EXERCISE AIM: Transcribe the records word for word, leaving nothing out.

Stored items:
* * * * * * * * *
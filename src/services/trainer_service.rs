use serde::Deserialize;
use sqlx::PgPool;

use super::{ensure_id, interpret, interpret_created, Mutation, ServiceError};
use crate::database::models::{Student, Trainer, TrainerInput};
use crate::database::repository::TrainerRepository;
use crate::error::FieldErrors;
use crate::middleware::{Validate, Validator};

impl Validate for TrainerInput {
    fn validate(&self) -> Result<(), FieldErrors> {
        let mut v = Validator::new();
        v.required("first_names", &self.first_names)
            .max_len("first_names", &self.first_names, 100)
            .required("last_names", &self.last_names)
            .max_len("last_names", &self.last_names, 100)
            .national_id("national_id", &self.national_id)
            .email("email", &self.email)
            .phone("phone", self.phone.as_deref());
        if let Some(specialty) = &self.specialty {
            v.max_len("specialty", specialty, 150);
        }
        v.finish()
    }
}

/// New trainer: profile fields plus the password of the user account
#[derive(Debug, Deserialize)]
pub struct CreateTrainerRequest {
    #[serde(flatten)]
    pub trainer: TrainerInput,
    pub password: String,
}

impl Validate for CreateTrainerRequest {
    fn validate(&self) -> Result<(), FieldErrors> {
        let mut errors = self.trainer.validate().err().unwrap_or_default();
        if let Err(password_errors) = Validator::new()
            .required("password", &self.password)
            .min_len("password", &self.password, 8)
            .finish()
        {
            errors.extend(password_errors);
        }

        if errors.is_empty() {
            Ok(())
        } else {
            Err(errors)
        }
    }
}

#[derive(Debug, Default, Deserialize)]
pub struct TrainerQuery {
    pub active: Option<bool>,
}

pub struct TrainerService {
    trainers: TrainerRepository,
}

impl TrainerService {
    pub fn new(pool: PgPool) -> Self {
        Self {
            trainers: TrainerRepository::new(pool),
        }
    }

    pub async fn list(&self, query: &TrainerQuery) -> Result<Vec<Trainer>, ServiceError> {
        Ok(self.trainers.select_any(query.active).await?)
    }

    pub async fn get(&self, id: i32) -> Result<Trainer, ServiceError> {
        let id = ensure_id("id", id)?;
        Ok(self.trainers.select_404(id).await?)
    }

    /// Creates the user account and the trainer profile together
    pub async fn create(&self, request: &CreateTrainerRequest) -> Result<Mutation, ServiceError> {
        let input = normalize(&request.trainer);
        interpret_created(self.trainers.create(&input, &request.password).await?)
    }

    pub async fn update(&self, id: i32, input: &TrainerInput) -> Result<Mutation, ServiceError> {
        let id = ensure_id("id", id)?;
        let input = normalize(input);
        interpret(self.trainers.update(id, &input).await?)
    }

    pub async fn set_active(&self, id: i32, active: bool) -> Result<Mutation, ServiceError> {
        let id = ensure_id("id", id)?;
        interpret(self.trainers.set_active(id, active).await?)
    }

    pub async fn students(&self, trainer_id: i32) -> Result<Vec<Student>, ServiceError> {
        let trainer_id = ensure_id("trainer_id", trainer_id)?;
        self.trainers.select_404(trainer_id).await?;
        Ok(self.trainers.students(trainer_id).await?)
    }
}

fn normalize(input: &TrainerInput) -> TrainerInput {
    let optional = |value: &Option<String>| {
        value
            .as_deref()
            .map(str::trim)
            .filter(|v| !v.is_empty())
            .map(str::to_string)
    };

    TrainerInput {
        first_names: input.first_names.trim().to_string(),
        last_names: input.last_names.trim().to_string(),
        national_id: input.national_id.trim().to_string(),
        email: input.email.trim().to_lowercase(),
        phone: optional(&input.phone),
        specialty: optional(&input.specialty),
    }
}

#[cfg(test)]
mod tests {
    use super::*;

    #[test]
    fn create_request_merges_profile_and_password_errors() {
        let request: CreateTrainerRequest = serde_json::from_value(serde_json::json!({
            "first_names": "Carlos",
            "last_names": "",
            "national_id": "1309876543",
            "email": "carlos@uleam.edu.ec",
            "specialty": "Neuropsicología",
            "password": "short"
        }))
        .unwrap();

        let errors = request.validate().unwrap_err();
        assert!(errors.contains_key("last_names"));
        assert_eq!(errors["password"], "Must be at least 8 characters");
        assert_eq!(errors.len(), 2);
    }

    #[test]
    fn normalize_trims_and_lowercases() {
        let input = normalize(&TrainerInput {
            first_names: " Carlos ".into(),
            last_names: "Mendoza".into(),
            national_id: "1309876543".into(),
            email: "Carlos@ULEAM.edu.ec".into(),
            phone: None,
            specialty: Some("   ".into()),
        });
        assert_eq!(input.first_names, "Carlos");
        assert_eq!(input.email, "carlos@uleam.edu.ec");
        assert_eq!(input.specialty, None);
    }
}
* * * * * * * * *
ANSWER SECTION:
filename src/services/trainer_service.rs
use serde::Deserialize;
use sqlx::PgPool;

use super::{ensure_id, interpret, interpret_created, Mutation, ServiceError};
use crate::database::models::{Student, Trainer, TrainerInput};
use crate::database::repository::TrainerRepository;
use crate::error::FieldErrors;
use crate::middleware::{Validate, Validator};

impl Validate for TrainerInput {
    fn validate(&self) -> Result<(), FieldErrors> {
        let mut v = Validator::new();
        v.required("first_names", &self.first_names)
            .max_len("first_names", &self.first_names, 100)
            .required("last_names", &self.last_names)
            .max_len("last_names", &self.last_names, 100)
            .national_id("national_id", &self.national_id)
            .email("email", &self.email)
            .phone("phone", self.phone.as_deref());
        if let Some(specialty) = &self.specialty {
            v.max_len("specialty", specialty, 150);
        }
        v.finish()
    }
}

/// New trainer: profile fields plus the password of the user account
#[derive(Debug, Deserialize)]
pub struct CreateTrainerRequest {
    #[serde(flatten)]
    pub trainer: TrainerInput,
    pub password: String,
}

impl Validate for CreateTrainerRequest {
    fn validate(&self) -> Result<(), FieldErrors> {
        let mut errors = self.trainer.validate().err().unwrap_or_default();
        if let Err(password_errors) = Validator::new()
            .required("password", &self.password)
            .min_len("password", &self.password, 8)
            .finish()
        {
            errors.extend(password_errors);
        }

        if errors.is_empty() {
            Ok(())
        } else {
            Err(errors)
        }
    }
}

#[derive(Debug, Default, Deserialize)]
pub struct TrainerQuery {
    pub active: Option<bool>,
}

pub struct TrainerService {
    trainers: TrainerRepository,
}

impl TrainerService {
    pub fn new(pool: PgPool) -> Self {
        Self {
            trainers: TrainerRepository::new(pool),
        }
    }

    pub async fn list(&self, query: &TrainerQuery) -> Result<Vec<Trainer>, ServiceError> {
        Ok(self.trainers.select_any(query.active).await?)
    }

    pub async fn get(&self, id: i32) -> Result<Trainer, ServiceError> {
        let id = ensure_id("id", id)?;
        Ok(self.trainers.select_404(id).await?)
    }

    /// Creates the user account and the trainer profile together
    pub async fn create(&self, request: &CreateTrainerRequest) -> Result<Mutation, ServiceError> {
        let input = normalize(&request.trainer);
        interpret_created(self.trainers.create(&input, &request.password).await?)
    }

    pub async fn update(&self, id: i32, input: &TrainerInput) -> Result<Mutation, ServiceError> {
        let id = ensure_id("id", id)?;
        let input = normalize(input);
        interpret(self.trainers.update(id, &input).await?)
    }

    pub async fn set_active(&self, id: i32, active: bool) -> Result<Mutation, ServiceError> {
        let id = ensure_id("id", id)?;
        interpret(self.trainers.set_active(id, active).await?)
    }

    pub async fn students(&self, trainer_id: i32) -> Result<Vec<Student>, ServiceError> {
        let trainer_id = ensure_id("trainer_id", trainer_id)?;
        self.trainers.select_404(trainer_id).await?;
        Ok(self.trainers.students(trainer_id).await?)
    }
}

fn normalize(input: &TrainerInput) -> TrainerInput {
    let optional = |value: &Option<String>| {
        value
            .as_deref()
            .map(str::trim)
            .filter(|v| !v.is_empty())
            .map(str::to_string)
    };

    TrainerInput {
        first_names: input.first_names.trim().to_string(),
        last_names: input.last_names.trim().to_string(),
        national_id: input.national_id.trim().to_string(),
        email: input.email.trim().to_lowercase(),
        phone: optional(&input.phone),
        specialty: optional(&input.specialty),
    }
}

#[cfg(test)]
mod tests {
    use super::*;

    #[test]
    fn create_request_merges_profile_and_password_errors() {
        let request: CreateTrainerRequest = serde_json::from_value(serde_json::json!({
            "first_names": "Carlos",
            "last_names": "",
            "national_id": "1309876543",
            "email": "carlos@uleam.edu.ec",
            "specialty": "Neuropsicología",
            "password": "short"
        }))
        .unwrap();

        let errors = request.validate().unwrap_err();
        assert!(errors.contains_key("last_names"));
        assert_eq!(errors["password"], "Must be at least 8 characters");
        assert_eq!(errors.len(), 2);
    }

    #[test]
    fn normalize_trims_and_lowercases() {
        let input = normalize(&TrainerInput {
            first_names: " Carlos ".into(),
            last_names: "Mendoza".into(),
            national_id: "1309876543".into(),
            email: "Carlos@ULEAM.edu.ec".into(),
            phone: None,
            specialty: Some("   ".into()),
        });
        assert_eq!(input.first_names, "Carlos");
        assert_eq!(input.email, "carlos@uleam.edu.ec");
        assert_eq!(input.specialty, None);
    }
}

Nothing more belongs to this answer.